Copy out, from the entries below, each line holding the string "reuse".

┄┄┄┄┄┄┄┄┄┄

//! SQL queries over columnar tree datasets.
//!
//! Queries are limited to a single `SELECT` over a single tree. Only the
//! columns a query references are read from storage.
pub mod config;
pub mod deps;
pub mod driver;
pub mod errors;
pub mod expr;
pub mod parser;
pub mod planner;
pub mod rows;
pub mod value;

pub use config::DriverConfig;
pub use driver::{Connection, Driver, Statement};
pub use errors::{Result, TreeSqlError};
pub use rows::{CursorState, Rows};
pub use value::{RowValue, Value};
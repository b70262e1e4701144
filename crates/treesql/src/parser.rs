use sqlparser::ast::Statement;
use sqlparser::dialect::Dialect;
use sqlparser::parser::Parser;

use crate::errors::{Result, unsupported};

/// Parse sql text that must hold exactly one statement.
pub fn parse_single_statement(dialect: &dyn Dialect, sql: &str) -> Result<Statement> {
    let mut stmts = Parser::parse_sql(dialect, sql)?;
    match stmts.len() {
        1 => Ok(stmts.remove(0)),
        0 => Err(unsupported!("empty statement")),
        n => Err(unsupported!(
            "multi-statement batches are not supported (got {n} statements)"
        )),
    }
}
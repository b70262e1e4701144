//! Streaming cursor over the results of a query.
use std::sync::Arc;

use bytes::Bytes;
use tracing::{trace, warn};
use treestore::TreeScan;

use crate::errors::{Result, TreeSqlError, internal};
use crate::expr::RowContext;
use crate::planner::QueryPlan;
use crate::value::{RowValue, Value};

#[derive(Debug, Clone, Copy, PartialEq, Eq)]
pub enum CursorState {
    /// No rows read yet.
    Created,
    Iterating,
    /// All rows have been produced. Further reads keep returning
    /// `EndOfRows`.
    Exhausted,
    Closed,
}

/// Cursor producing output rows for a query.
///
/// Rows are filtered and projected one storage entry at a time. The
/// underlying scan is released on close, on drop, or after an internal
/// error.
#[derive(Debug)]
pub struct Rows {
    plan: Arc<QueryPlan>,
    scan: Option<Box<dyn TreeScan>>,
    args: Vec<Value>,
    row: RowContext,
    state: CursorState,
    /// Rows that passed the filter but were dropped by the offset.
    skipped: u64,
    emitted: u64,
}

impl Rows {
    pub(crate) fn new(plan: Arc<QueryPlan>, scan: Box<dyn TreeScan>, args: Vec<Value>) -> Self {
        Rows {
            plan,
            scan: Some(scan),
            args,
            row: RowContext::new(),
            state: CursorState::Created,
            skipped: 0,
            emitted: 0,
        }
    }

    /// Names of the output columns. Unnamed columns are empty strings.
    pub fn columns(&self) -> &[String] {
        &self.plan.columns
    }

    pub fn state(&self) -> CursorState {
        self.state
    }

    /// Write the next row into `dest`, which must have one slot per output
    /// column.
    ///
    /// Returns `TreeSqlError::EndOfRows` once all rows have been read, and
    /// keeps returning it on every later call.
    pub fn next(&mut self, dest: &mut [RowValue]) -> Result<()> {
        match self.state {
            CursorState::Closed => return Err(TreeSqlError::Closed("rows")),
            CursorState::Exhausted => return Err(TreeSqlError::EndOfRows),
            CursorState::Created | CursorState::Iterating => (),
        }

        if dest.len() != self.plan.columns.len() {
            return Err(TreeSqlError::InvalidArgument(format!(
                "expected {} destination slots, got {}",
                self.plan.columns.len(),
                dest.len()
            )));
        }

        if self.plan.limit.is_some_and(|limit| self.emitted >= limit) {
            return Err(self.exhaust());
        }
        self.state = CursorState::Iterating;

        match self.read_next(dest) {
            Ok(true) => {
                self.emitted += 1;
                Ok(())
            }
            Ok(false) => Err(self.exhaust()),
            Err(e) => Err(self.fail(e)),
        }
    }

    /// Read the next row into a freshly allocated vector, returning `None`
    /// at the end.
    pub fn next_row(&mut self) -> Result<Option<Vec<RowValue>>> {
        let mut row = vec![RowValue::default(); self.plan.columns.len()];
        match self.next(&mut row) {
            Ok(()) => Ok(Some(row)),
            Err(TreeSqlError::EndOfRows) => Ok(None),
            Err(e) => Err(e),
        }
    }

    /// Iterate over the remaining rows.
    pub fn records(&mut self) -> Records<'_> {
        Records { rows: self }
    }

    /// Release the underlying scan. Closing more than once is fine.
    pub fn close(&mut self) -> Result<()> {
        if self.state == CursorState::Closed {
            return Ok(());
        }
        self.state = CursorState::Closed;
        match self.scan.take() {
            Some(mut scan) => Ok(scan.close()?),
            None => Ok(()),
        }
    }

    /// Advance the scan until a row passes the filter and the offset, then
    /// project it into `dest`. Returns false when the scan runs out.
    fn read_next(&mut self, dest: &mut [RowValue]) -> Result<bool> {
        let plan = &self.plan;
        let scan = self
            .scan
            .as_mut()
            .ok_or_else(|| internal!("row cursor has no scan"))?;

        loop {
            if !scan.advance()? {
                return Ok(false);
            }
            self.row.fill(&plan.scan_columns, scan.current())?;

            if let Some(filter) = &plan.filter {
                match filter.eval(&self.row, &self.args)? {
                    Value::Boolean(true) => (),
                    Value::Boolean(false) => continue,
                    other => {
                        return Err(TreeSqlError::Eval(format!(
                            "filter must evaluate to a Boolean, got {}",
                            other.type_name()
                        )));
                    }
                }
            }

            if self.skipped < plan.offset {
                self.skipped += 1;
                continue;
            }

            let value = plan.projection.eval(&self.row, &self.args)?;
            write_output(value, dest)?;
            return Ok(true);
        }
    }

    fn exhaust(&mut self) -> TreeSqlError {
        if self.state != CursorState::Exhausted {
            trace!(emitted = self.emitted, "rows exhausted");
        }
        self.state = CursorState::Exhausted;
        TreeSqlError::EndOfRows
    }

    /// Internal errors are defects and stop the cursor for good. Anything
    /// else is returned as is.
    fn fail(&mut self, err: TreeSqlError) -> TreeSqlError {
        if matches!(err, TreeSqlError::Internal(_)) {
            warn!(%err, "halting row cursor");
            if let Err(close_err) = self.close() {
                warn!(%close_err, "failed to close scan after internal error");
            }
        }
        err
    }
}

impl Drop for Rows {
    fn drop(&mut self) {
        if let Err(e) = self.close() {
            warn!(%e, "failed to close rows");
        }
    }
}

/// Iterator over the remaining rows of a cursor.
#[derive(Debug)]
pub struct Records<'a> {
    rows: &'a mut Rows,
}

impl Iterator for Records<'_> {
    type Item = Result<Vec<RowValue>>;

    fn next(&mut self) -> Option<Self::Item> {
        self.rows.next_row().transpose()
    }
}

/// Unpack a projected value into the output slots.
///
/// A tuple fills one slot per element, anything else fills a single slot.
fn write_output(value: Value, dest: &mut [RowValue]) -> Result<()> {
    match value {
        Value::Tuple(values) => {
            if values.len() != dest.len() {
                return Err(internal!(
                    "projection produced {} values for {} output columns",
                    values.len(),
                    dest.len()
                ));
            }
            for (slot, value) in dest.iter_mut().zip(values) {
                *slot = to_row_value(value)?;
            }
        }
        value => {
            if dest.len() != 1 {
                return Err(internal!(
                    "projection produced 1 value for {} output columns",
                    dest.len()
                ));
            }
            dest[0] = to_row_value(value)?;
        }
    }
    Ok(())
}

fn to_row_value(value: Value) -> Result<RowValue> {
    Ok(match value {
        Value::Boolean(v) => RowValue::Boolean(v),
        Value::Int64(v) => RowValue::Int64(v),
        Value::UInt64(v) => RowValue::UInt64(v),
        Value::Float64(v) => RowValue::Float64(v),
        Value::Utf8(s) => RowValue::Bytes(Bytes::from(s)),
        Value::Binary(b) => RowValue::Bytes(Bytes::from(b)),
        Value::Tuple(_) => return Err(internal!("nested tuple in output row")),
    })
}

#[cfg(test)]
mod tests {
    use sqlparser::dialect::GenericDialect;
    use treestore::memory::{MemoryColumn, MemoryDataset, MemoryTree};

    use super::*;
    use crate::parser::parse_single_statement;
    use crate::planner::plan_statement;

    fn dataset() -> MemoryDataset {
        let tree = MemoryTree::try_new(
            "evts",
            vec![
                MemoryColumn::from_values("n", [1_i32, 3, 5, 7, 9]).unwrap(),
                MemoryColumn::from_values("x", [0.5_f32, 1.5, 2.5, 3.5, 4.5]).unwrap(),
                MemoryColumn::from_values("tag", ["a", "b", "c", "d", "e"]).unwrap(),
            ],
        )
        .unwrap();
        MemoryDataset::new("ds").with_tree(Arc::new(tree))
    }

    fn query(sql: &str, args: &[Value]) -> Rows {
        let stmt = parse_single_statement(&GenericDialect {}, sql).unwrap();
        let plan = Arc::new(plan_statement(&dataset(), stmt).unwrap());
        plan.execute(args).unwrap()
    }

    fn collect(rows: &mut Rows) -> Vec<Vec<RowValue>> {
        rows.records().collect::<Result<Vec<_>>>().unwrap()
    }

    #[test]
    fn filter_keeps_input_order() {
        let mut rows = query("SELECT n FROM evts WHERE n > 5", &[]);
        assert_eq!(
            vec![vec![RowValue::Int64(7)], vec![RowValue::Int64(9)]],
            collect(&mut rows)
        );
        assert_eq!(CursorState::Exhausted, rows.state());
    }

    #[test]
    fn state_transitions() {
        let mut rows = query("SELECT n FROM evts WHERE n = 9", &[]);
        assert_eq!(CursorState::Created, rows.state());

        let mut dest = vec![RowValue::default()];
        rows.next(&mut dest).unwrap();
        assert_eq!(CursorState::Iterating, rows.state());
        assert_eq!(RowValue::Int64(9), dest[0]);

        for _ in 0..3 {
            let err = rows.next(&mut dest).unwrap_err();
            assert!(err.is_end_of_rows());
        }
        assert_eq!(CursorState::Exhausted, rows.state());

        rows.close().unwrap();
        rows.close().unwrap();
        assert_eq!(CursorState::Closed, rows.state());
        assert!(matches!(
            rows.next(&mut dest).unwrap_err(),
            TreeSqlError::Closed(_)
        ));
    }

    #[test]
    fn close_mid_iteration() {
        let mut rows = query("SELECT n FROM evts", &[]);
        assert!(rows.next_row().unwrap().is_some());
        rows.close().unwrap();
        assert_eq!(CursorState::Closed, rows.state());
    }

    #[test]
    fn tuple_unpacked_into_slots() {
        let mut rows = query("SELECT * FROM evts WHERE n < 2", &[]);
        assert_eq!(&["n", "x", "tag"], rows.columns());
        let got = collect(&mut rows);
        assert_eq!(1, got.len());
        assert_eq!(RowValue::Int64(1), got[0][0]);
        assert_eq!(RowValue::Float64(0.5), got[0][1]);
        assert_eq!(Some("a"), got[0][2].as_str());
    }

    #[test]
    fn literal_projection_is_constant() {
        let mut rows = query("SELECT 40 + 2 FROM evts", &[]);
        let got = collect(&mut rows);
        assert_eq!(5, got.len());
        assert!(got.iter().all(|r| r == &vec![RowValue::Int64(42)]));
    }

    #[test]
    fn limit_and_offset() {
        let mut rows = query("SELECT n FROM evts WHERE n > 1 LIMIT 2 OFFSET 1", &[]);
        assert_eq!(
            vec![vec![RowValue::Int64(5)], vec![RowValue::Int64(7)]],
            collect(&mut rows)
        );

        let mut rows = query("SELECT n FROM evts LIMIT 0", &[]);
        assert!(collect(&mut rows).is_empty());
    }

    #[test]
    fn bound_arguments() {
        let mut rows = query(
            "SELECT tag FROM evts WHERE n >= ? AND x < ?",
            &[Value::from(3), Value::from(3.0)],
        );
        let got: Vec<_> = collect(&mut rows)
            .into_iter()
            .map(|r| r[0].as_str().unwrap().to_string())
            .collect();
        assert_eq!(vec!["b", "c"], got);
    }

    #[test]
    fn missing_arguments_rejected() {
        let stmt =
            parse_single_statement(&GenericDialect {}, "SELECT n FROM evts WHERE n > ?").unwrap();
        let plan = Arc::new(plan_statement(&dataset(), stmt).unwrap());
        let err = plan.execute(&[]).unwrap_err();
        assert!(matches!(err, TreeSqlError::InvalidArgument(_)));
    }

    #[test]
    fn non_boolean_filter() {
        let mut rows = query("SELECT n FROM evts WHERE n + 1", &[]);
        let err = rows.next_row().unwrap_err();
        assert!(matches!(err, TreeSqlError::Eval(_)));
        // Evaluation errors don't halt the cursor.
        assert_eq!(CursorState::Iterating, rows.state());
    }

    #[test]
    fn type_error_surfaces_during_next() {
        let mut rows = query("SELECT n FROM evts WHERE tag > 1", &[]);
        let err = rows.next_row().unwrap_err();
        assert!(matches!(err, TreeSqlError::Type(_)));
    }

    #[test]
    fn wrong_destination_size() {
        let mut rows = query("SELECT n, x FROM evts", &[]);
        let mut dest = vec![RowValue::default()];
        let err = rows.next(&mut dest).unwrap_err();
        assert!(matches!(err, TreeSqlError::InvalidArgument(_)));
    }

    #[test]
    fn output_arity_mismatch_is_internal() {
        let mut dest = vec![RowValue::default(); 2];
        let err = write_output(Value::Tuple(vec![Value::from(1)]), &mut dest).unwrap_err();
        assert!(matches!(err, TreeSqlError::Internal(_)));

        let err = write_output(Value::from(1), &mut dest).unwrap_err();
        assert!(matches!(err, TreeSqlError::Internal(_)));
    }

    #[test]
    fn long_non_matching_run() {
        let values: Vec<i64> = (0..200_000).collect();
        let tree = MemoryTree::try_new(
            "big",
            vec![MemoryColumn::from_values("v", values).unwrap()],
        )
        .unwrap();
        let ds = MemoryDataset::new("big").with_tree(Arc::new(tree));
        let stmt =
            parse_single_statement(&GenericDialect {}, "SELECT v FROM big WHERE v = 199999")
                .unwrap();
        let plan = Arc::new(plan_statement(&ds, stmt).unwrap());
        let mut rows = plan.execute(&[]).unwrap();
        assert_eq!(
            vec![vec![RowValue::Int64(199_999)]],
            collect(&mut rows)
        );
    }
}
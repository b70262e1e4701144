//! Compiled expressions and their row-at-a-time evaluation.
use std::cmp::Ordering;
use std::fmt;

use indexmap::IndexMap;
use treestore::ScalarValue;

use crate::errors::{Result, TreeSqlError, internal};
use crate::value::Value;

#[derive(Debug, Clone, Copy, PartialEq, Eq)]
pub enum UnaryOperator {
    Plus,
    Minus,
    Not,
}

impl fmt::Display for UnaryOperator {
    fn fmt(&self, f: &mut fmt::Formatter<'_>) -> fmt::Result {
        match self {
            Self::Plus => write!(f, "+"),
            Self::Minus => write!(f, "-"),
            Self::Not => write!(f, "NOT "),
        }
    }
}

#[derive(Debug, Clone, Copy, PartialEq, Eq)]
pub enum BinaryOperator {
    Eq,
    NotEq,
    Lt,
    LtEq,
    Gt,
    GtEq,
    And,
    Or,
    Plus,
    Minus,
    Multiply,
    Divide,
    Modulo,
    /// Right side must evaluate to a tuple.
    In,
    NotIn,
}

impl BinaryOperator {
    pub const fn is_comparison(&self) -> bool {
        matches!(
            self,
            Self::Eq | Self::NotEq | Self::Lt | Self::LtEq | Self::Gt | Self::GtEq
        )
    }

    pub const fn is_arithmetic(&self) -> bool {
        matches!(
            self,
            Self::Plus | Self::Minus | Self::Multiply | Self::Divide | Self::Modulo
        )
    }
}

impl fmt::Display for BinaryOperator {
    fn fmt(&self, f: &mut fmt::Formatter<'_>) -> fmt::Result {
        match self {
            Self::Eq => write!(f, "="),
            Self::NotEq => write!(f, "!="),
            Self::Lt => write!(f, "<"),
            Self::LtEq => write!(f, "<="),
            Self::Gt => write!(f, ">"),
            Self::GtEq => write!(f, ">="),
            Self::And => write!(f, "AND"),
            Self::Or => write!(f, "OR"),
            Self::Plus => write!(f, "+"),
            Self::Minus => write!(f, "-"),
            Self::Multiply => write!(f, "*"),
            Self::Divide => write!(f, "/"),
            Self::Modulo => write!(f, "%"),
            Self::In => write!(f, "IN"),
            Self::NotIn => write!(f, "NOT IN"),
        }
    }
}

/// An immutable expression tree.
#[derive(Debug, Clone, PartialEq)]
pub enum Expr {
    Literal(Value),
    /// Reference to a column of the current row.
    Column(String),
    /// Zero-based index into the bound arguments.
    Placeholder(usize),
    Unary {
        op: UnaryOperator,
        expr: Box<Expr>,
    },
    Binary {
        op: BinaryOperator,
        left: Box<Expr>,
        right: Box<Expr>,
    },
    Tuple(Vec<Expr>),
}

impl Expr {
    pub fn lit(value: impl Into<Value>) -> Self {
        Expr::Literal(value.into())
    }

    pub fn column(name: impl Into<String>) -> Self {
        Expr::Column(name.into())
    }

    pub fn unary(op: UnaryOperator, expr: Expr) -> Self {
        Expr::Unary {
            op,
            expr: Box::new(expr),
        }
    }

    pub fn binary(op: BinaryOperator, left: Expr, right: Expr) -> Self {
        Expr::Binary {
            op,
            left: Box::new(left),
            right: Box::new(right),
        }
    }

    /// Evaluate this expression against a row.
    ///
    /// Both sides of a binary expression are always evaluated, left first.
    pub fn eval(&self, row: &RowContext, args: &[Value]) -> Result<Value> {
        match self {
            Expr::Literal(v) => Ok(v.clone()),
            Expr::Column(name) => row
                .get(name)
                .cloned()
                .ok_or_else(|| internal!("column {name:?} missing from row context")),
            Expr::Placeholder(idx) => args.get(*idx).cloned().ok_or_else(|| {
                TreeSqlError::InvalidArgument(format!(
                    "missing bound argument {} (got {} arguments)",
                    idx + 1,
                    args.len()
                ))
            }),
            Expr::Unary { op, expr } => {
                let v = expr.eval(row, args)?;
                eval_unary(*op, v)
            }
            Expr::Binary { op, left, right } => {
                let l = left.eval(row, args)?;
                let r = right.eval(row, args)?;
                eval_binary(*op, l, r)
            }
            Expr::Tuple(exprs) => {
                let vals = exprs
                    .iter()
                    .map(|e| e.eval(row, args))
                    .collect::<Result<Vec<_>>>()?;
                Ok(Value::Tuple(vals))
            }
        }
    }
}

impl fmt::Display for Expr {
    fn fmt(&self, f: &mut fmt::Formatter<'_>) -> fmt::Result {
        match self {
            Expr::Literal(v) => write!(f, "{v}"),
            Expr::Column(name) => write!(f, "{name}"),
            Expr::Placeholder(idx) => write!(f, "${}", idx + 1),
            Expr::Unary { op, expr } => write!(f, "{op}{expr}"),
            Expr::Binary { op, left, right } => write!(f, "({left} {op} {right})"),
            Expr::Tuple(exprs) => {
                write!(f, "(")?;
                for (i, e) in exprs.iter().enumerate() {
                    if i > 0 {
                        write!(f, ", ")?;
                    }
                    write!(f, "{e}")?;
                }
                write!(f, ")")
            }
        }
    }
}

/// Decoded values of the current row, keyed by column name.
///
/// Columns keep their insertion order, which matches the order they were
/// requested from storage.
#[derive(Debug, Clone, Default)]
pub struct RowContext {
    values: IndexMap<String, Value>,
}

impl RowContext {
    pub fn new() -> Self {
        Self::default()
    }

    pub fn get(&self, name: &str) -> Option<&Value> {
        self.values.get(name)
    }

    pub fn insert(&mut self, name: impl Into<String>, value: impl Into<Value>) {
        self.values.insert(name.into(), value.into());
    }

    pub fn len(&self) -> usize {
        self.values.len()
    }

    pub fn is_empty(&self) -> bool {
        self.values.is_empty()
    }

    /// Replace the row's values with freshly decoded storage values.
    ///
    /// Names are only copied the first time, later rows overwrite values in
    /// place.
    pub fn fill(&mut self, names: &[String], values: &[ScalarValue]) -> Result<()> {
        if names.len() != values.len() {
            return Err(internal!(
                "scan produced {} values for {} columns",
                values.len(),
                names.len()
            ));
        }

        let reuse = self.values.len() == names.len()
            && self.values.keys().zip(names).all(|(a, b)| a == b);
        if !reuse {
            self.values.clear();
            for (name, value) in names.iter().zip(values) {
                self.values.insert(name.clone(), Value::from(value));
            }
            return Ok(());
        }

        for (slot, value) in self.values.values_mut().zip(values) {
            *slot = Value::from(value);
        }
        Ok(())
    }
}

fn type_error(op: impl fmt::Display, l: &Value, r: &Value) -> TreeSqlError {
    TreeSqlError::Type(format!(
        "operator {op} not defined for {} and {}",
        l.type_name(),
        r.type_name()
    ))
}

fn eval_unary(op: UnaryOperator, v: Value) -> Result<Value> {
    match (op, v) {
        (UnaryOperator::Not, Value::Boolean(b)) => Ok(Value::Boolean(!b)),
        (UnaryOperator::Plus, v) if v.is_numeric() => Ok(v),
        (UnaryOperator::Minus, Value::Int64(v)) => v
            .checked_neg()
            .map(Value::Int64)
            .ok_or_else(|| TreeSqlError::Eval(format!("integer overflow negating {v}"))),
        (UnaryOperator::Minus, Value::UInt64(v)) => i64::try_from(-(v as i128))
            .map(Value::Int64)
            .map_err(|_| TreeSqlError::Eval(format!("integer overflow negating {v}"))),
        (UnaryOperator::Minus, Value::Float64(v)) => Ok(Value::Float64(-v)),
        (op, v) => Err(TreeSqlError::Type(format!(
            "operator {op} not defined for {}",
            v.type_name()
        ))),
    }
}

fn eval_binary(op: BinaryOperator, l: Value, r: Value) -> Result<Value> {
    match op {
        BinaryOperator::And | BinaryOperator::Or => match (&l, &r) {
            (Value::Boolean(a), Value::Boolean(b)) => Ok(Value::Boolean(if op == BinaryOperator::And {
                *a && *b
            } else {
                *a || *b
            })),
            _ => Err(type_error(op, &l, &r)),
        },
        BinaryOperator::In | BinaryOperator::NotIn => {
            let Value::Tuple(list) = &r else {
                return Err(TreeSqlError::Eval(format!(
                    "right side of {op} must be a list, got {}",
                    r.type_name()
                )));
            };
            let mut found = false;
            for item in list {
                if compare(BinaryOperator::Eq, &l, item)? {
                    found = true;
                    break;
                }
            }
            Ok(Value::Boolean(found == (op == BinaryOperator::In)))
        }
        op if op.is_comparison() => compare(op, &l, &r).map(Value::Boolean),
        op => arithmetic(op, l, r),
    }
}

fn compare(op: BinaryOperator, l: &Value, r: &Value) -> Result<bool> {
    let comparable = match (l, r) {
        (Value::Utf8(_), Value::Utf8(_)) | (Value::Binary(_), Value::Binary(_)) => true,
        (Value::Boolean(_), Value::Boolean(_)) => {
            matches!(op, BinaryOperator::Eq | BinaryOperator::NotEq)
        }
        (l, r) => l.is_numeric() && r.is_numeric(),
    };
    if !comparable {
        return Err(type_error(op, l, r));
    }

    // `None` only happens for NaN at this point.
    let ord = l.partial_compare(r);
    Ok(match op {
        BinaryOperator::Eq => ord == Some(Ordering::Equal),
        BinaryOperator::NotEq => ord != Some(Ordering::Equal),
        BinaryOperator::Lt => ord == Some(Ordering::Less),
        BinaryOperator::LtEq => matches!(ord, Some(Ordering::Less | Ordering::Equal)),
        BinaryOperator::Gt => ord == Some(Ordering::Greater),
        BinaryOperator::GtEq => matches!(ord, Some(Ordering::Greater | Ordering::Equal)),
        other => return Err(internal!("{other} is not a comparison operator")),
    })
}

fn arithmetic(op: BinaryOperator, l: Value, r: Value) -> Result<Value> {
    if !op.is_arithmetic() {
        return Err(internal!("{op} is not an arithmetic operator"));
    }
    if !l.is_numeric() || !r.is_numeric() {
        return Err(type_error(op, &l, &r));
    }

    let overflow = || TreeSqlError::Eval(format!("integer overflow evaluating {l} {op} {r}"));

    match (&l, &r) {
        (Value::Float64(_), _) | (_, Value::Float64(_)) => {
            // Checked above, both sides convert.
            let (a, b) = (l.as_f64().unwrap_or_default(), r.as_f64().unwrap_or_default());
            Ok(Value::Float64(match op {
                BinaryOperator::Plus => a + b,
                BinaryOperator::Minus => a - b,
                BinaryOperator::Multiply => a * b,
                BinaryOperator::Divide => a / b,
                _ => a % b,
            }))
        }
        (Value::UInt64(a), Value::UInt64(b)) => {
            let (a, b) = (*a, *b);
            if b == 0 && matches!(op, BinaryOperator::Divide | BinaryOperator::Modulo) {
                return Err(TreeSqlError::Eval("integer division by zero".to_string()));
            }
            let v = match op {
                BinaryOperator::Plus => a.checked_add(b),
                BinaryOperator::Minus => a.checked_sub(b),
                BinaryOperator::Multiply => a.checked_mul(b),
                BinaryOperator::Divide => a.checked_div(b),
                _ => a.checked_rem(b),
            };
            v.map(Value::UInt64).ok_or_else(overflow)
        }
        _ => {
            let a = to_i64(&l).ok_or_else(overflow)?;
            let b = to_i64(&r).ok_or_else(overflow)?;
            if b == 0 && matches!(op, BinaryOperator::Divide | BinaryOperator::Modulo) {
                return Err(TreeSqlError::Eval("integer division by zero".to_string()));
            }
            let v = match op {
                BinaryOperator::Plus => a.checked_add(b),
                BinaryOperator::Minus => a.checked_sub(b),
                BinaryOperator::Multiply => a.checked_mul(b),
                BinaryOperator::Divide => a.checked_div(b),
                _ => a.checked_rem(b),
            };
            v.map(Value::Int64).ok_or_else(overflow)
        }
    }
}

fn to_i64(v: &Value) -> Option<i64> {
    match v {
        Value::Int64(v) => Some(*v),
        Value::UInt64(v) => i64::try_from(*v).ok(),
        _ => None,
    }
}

┄┄┄┄┄┄┄┄┄┄

## PROBLEM SOLUTION
        let reuse = self.values.len() == names.len()
        if !reuse {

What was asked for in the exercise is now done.